**Records for this task**
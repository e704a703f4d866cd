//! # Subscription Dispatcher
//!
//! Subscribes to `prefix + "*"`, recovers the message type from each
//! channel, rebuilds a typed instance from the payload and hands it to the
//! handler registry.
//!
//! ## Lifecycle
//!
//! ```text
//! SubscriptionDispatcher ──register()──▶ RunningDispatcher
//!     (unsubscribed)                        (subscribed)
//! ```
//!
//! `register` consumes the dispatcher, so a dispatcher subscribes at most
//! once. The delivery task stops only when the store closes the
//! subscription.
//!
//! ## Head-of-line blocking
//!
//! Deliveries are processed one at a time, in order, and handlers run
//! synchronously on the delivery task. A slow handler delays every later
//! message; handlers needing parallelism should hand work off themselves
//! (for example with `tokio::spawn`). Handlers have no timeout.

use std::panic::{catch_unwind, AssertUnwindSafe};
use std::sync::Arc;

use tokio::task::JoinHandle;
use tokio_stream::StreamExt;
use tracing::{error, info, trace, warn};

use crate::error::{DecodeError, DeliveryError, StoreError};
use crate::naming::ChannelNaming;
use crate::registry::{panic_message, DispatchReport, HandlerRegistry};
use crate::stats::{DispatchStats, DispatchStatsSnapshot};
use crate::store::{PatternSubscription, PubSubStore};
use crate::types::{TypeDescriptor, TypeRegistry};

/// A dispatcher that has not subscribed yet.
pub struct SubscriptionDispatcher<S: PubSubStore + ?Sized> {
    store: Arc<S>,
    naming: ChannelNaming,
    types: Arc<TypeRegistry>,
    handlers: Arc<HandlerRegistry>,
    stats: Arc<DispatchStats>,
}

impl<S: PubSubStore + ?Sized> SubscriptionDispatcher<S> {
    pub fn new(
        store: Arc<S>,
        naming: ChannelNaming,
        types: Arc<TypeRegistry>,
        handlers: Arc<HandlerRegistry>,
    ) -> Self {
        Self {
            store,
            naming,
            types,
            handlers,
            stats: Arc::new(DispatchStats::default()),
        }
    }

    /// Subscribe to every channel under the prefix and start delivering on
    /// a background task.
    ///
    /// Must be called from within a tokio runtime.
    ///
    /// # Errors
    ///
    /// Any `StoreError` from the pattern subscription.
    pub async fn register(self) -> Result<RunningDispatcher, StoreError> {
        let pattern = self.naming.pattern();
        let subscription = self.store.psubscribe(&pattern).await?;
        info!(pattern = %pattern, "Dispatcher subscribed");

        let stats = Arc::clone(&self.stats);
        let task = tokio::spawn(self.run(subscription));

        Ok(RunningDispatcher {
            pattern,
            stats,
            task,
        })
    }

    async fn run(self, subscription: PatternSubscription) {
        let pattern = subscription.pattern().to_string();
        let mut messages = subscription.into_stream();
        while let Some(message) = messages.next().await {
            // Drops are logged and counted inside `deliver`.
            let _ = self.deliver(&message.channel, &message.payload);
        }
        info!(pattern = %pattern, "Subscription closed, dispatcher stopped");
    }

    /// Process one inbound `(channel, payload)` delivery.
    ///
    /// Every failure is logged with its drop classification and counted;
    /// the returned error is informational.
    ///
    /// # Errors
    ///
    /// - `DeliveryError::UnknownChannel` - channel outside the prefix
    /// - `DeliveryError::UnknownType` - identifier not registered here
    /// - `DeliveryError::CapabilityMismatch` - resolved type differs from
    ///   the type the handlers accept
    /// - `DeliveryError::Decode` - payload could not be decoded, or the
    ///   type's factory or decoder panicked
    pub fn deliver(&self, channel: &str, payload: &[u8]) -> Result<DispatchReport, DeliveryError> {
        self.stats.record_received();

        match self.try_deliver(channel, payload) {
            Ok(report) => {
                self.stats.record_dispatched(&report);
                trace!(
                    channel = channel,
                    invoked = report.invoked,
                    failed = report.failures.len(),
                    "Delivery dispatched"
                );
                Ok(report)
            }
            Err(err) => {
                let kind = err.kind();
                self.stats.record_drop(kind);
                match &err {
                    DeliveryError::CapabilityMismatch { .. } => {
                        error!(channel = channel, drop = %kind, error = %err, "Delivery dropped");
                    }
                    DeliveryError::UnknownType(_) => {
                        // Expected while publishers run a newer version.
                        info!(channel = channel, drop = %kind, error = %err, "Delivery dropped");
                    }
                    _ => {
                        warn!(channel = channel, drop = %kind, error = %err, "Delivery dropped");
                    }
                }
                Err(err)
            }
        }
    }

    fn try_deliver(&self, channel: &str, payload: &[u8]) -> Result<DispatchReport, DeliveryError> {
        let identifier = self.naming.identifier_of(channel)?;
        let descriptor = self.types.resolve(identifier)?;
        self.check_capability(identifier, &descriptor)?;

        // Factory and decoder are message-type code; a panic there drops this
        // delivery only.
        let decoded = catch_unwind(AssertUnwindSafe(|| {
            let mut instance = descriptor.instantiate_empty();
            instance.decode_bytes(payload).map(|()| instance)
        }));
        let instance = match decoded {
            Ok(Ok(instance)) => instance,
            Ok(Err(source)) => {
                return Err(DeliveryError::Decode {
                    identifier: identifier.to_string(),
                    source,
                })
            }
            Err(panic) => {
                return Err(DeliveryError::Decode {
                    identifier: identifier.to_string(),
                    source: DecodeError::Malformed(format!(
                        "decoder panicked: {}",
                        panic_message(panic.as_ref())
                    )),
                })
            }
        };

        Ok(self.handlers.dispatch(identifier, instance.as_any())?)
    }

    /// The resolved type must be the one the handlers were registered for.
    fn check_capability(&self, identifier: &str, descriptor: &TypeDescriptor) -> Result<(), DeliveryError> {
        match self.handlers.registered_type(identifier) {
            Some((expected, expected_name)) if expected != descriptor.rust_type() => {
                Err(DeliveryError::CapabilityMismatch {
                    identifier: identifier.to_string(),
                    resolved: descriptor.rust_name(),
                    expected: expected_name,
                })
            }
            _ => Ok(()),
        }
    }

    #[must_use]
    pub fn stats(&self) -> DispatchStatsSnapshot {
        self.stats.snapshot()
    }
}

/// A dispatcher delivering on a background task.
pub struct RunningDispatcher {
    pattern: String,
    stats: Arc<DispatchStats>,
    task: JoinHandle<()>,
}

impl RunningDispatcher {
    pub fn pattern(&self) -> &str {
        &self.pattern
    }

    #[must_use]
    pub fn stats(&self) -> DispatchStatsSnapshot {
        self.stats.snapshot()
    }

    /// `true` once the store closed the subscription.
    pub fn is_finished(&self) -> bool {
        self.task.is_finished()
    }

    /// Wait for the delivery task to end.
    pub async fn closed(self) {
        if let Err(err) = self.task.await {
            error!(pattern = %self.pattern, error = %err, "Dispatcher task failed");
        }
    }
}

---

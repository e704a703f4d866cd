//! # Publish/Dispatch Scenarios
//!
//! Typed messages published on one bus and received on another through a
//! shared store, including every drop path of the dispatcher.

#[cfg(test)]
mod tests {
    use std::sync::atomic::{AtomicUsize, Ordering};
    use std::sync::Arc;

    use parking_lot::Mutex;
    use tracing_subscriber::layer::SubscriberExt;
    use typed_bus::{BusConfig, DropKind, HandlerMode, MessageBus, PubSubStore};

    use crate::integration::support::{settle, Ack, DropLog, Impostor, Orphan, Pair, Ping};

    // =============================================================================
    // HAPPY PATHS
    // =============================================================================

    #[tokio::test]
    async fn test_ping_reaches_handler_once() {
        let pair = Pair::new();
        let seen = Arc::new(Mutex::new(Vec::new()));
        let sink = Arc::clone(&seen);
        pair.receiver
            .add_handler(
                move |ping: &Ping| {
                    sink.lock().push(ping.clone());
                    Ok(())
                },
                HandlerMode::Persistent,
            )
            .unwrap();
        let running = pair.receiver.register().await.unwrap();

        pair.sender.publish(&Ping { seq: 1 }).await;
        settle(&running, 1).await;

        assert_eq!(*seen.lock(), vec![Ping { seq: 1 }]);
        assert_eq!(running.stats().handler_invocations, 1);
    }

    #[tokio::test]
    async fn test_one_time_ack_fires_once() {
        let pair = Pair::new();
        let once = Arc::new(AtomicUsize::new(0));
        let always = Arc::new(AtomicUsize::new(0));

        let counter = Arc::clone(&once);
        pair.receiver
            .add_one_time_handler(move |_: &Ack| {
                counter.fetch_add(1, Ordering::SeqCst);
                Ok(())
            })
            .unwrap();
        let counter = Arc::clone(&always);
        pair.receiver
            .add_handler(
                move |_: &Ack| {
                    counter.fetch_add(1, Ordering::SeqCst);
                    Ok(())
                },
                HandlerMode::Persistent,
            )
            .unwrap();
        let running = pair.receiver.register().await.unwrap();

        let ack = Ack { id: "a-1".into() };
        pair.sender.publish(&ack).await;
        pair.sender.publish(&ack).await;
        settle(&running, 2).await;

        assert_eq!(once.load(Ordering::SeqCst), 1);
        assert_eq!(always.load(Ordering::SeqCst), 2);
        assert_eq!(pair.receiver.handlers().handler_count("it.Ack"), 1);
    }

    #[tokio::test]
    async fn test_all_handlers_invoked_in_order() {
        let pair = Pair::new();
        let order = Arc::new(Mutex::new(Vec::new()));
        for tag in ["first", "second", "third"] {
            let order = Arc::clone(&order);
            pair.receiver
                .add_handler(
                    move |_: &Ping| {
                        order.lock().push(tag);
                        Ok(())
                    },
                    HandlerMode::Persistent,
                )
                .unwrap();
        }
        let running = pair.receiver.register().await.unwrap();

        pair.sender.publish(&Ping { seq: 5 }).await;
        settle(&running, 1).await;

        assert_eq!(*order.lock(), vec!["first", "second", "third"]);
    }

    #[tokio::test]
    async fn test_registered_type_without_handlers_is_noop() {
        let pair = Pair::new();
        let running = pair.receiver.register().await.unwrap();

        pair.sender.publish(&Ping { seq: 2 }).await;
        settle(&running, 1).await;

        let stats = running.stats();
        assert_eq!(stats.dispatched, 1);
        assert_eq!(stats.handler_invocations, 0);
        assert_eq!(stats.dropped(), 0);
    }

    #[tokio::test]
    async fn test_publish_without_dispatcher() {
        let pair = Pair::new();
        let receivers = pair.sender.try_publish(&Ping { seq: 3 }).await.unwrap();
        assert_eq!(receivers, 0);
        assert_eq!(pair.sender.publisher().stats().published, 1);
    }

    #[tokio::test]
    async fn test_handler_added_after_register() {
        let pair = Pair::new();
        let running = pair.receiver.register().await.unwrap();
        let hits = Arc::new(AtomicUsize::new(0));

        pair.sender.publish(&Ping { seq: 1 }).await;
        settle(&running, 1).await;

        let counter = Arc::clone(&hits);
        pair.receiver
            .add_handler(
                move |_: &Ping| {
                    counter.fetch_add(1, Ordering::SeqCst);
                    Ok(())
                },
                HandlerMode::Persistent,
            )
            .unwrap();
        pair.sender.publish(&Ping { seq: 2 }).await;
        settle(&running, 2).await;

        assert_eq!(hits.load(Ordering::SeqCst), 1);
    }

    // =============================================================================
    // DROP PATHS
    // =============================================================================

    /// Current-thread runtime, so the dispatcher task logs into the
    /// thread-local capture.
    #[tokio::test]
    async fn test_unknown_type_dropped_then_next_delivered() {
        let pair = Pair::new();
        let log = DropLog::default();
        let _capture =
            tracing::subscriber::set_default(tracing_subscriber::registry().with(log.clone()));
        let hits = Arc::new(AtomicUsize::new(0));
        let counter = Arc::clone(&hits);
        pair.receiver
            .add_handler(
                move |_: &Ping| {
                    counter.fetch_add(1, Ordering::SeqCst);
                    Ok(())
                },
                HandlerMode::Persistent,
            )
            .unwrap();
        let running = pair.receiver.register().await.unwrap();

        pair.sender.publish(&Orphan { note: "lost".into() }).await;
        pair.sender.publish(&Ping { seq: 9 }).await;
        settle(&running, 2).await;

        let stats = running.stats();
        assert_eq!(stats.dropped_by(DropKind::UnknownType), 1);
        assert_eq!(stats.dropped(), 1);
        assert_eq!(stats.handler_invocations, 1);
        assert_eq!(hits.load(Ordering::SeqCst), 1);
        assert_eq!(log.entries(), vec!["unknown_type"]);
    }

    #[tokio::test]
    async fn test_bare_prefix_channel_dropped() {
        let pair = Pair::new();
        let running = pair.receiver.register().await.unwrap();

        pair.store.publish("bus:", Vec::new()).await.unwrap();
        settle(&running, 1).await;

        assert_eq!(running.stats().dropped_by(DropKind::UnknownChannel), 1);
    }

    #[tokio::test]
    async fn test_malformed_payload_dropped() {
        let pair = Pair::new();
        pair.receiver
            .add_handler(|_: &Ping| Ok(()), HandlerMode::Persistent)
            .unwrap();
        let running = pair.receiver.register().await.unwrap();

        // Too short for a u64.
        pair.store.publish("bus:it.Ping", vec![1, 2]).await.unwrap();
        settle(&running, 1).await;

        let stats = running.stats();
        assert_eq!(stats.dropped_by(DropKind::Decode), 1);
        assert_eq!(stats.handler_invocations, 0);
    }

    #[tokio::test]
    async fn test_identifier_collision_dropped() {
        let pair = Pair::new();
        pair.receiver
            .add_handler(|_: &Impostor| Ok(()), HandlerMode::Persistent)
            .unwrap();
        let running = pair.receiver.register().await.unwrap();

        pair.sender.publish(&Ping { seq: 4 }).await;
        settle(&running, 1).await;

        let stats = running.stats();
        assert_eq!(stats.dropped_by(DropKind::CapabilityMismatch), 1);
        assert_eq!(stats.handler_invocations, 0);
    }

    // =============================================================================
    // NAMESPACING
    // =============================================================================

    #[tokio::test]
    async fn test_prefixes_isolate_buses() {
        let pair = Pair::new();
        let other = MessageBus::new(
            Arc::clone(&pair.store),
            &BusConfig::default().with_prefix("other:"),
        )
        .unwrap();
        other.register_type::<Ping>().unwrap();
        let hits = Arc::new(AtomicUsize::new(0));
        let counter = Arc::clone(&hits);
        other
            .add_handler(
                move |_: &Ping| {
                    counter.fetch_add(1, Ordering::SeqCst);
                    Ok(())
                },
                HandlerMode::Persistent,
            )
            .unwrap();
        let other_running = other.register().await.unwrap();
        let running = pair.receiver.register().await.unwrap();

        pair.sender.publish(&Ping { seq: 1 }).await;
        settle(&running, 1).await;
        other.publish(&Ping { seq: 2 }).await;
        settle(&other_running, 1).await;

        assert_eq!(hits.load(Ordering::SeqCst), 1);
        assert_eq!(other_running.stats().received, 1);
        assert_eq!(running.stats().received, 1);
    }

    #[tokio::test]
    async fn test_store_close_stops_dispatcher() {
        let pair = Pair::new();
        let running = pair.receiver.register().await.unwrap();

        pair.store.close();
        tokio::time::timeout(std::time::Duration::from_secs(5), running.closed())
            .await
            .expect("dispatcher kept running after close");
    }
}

---

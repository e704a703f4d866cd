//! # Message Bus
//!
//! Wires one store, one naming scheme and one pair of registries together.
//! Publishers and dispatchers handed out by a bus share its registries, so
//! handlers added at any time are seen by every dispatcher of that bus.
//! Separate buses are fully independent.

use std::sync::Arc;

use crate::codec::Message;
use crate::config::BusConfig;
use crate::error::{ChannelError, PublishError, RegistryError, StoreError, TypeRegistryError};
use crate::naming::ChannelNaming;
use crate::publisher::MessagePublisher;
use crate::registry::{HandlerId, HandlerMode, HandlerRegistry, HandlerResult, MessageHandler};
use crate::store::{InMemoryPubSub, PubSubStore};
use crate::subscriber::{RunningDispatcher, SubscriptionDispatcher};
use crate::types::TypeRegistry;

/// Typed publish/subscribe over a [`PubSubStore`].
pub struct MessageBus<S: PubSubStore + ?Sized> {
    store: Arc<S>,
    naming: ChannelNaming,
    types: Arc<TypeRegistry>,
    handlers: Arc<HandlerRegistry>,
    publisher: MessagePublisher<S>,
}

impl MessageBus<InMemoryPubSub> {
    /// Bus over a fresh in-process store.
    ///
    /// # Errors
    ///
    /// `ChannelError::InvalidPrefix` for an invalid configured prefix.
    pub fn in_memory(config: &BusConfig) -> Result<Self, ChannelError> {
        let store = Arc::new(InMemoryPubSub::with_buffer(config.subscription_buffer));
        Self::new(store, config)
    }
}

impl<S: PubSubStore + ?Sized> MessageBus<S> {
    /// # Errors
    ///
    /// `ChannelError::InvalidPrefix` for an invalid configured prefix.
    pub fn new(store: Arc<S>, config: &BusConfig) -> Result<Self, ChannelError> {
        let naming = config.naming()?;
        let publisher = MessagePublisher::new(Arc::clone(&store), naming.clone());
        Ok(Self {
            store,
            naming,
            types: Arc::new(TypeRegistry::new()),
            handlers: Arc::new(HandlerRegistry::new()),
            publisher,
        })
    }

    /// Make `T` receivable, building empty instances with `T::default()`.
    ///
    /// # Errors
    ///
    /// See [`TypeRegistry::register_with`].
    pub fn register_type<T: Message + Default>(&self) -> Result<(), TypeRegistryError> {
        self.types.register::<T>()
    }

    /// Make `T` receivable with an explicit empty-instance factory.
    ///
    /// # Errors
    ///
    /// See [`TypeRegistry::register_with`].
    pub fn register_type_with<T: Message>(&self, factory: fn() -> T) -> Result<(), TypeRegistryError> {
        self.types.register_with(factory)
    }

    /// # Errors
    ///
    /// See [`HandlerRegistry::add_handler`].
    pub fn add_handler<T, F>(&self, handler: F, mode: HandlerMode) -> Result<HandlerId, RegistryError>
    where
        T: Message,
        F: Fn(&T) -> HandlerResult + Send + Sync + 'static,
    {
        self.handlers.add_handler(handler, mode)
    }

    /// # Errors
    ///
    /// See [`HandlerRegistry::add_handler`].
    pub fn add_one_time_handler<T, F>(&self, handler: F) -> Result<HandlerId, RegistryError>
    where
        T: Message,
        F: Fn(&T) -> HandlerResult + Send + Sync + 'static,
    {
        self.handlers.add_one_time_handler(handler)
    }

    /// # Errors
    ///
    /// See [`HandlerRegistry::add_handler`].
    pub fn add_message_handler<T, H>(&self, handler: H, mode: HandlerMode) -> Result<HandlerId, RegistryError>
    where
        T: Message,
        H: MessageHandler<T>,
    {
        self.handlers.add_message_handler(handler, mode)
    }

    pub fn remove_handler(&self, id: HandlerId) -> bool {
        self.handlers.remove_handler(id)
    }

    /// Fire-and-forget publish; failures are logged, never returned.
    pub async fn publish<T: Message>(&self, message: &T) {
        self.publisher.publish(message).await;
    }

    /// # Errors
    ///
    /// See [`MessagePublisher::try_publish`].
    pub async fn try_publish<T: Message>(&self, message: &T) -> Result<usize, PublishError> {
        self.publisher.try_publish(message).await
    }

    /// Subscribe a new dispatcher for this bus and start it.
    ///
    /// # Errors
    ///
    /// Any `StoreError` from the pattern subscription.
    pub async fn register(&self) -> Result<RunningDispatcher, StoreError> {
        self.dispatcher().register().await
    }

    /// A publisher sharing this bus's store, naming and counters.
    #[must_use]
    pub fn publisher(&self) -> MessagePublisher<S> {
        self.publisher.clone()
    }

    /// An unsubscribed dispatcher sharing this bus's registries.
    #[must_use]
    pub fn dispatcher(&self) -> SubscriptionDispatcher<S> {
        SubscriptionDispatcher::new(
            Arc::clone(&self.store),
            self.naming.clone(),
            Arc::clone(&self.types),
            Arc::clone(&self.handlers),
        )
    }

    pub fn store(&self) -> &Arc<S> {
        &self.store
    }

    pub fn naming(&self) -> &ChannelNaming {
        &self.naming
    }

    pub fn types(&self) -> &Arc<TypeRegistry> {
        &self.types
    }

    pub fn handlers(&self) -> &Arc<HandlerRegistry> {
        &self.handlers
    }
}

**Required work**
Lines above with the string "decoded" need to be found and copied.

**Answer section**
    /// - `DeliveryError::Decode` - payload could not be decoded, or the
        let decoded = catch_unwind(AssertUnwindSafe(|| {
        let instance = match decoded {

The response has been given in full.